┌─ Data under study

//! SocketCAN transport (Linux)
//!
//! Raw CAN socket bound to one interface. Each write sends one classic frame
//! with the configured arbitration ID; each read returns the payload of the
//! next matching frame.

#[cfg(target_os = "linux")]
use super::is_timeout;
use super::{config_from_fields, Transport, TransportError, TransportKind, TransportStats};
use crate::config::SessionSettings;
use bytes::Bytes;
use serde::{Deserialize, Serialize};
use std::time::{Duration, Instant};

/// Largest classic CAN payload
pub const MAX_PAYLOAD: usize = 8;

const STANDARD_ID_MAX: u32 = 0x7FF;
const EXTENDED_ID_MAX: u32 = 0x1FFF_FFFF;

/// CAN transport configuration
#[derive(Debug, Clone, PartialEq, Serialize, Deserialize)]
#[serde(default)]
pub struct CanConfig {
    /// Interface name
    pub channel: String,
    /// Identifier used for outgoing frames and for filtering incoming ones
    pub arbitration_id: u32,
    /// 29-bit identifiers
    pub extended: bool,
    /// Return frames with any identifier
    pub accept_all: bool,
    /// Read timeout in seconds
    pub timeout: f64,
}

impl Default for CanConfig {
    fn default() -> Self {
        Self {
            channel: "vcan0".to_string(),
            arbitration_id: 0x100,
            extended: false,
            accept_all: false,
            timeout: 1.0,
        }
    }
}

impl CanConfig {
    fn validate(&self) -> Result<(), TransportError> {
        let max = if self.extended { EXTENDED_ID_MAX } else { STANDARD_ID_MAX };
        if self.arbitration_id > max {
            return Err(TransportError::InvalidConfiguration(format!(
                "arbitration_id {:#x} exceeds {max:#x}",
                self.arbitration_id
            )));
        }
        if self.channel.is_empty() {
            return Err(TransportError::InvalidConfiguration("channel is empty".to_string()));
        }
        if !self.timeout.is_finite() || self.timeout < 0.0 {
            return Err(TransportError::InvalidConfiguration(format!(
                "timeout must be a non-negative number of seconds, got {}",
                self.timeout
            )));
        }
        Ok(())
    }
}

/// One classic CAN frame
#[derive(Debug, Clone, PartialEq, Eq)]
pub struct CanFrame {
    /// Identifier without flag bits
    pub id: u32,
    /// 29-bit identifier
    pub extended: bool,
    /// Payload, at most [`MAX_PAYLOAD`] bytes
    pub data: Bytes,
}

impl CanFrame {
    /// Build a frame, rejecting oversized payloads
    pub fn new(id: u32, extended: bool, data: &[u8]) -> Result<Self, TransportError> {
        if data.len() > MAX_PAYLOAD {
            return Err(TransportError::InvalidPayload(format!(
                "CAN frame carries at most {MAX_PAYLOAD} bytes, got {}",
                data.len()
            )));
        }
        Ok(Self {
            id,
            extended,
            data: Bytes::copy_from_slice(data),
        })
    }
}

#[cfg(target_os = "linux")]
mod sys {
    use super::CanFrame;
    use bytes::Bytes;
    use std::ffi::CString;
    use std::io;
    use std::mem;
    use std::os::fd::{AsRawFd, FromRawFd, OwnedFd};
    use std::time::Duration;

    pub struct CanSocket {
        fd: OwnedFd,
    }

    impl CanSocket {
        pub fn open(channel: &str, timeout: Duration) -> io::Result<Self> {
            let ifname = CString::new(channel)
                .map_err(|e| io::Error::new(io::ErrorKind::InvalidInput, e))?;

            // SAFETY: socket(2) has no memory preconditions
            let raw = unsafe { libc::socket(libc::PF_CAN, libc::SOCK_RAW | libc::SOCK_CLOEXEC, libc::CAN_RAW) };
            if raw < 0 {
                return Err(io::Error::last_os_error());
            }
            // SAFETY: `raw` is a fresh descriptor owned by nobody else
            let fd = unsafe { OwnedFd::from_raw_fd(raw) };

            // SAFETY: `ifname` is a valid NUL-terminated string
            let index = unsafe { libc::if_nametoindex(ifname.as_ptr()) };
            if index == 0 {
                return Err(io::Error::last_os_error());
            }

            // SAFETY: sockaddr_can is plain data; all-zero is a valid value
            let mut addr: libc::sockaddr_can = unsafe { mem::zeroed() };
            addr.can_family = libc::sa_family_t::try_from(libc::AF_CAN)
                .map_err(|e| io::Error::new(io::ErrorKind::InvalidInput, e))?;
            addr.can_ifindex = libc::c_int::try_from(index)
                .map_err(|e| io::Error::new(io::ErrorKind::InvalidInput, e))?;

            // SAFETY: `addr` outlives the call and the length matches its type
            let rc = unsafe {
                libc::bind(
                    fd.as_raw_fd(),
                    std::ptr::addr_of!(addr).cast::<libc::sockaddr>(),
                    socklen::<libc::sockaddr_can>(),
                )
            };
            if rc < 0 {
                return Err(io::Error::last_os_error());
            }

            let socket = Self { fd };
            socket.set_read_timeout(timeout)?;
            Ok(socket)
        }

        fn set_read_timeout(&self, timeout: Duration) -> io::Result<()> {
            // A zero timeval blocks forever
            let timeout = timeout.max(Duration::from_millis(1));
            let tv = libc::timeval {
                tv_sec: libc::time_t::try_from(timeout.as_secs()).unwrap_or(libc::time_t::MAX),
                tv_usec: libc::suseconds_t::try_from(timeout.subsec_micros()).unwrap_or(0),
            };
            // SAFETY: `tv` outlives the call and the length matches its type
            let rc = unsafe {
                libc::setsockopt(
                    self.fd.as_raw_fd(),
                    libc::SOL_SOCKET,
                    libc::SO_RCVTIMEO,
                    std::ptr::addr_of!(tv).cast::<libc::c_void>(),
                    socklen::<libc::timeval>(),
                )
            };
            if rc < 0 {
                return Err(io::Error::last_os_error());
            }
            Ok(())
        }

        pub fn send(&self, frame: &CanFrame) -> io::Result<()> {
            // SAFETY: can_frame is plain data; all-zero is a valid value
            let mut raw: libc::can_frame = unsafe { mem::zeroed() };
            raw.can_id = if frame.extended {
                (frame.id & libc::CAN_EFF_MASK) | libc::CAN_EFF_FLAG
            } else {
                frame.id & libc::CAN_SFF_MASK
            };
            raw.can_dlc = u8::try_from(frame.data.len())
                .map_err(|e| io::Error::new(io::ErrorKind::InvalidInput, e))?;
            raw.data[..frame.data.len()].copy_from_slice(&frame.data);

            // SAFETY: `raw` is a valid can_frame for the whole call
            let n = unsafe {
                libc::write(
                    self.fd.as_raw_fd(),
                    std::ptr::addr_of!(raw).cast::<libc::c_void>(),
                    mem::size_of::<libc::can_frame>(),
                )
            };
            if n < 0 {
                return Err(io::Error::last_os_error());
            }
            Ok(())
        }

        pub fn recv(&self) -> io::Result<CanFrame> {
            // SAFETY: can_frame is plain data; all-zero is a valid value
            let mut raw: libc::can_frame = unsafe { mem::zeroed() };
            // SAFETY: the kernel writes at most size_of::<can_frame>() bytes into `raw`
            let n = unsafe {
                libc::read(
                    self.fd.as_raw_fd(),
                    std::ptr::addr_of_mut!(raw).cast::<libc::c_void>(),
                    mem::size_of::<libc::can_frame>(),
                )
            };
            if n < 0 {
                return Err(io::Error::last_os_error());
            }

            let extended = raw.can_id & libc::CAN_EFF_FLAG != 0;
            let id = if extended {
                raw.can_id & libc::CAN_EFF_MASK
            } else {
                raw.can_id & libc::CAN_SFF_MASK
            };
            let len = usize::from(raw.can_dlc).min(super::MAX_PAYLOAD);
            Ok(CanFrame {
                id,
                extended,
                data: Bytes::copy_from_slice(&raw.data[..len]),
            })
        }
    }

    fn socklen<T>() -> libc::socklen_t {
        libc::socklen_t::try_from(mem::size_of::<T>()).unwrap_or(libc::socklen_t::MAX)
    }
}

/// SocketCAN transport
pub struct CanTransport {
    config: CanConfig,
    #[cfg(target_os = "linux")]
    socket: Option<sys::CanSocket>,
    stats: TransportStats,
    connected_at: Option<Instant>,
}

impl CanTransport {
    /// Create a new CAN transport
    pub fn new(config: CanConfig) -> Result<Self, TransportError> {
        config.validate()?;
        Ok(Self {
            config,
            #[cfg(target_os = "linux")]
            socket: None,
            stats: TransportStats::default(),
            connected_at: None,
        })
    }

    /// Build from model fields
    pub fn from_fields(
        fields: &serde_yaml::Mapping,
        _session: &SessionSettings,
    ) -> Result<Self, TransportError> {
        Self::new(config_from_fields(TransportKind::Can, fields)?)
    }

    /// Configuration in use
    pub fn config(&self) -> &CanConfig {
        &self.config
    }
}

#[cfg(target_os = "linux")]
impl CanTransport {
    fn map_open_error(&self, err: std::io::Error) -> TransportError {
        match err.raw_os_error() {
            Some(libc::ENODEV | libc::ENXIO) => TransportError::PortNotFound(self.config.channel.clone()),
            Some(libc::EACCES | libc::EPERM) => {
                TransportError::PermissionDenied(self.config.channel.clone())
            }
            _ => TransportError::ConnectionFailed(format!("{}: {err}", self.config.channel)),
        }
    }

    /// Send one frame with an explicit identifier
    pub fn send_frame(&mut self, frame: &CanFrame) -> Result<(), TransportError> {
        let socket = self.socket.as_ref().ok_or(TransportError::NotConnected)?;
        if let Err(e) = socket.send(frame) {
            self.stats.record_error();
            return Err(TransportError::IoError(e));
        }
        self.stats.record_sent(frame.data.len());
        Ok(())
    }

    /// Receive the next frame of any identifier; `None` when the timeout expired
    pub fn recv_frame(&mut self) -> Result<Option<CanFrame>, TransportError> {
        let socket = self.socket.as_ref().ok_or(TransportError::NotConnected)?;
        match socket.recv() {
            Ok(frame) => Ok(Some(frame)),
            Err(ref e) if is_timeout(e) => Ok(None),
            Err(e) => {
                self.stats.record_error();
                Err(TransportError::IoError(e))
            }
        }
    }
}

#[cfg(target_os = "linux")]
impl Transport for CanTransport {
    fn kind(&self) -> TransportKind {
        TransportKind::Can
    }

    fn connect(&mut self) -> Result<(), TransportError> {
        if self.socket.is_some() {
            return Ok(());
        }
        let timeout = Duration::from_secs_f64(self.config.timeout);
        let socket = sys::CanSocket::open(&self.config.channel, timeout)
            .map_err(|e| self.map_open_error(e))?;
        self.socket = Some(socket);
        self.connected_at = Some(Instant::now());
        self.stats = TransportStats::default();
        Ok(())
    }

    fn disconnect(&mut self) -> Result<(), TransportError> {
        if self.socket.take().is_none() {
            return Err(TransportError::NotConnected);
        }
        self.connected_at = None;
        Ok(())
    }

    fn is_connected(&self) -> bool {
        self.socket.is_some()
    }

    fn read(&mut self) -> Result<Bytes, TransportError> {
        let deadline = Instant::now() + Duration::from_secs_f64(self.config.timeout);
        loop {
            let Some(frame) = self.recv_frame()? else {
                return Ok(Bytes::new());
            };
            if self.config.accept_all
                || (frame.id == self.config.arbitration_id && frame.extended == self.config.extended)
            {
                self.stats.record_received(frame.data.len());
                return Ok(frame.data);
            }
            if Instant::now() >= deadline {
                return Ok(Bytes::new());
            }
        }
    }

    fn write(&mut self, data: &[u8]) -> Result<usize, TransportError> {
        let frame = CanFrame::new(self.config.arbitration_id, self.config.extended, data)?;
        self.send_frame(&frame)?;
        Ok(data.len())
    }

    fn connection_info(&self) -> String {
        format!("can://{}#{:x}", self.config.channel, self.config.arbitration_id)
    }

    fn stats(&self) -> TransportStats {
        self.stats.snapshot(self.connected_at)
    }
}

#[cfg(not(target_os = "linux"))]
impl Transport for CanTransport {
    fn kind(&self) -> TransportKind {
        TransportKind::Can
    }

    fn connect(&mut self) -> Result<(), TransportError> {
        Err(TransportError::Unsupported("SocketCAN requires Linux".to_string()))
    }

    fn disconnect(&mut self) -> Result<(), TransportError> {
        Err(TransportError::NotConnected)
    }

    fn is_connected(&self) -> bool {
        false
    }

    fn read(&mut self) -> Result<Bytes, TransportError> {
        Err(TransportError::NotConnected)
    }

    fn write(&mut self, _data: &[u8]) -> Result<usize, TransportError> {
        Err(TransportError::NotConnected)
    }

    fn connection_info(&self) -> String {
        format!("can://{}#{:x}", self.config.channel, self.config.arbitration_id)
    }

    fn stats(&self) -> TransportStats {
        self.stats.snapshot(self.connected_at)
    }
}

└─

Task statement
If a line of the material contains the string "cast", count it; give only the total.

Written response
4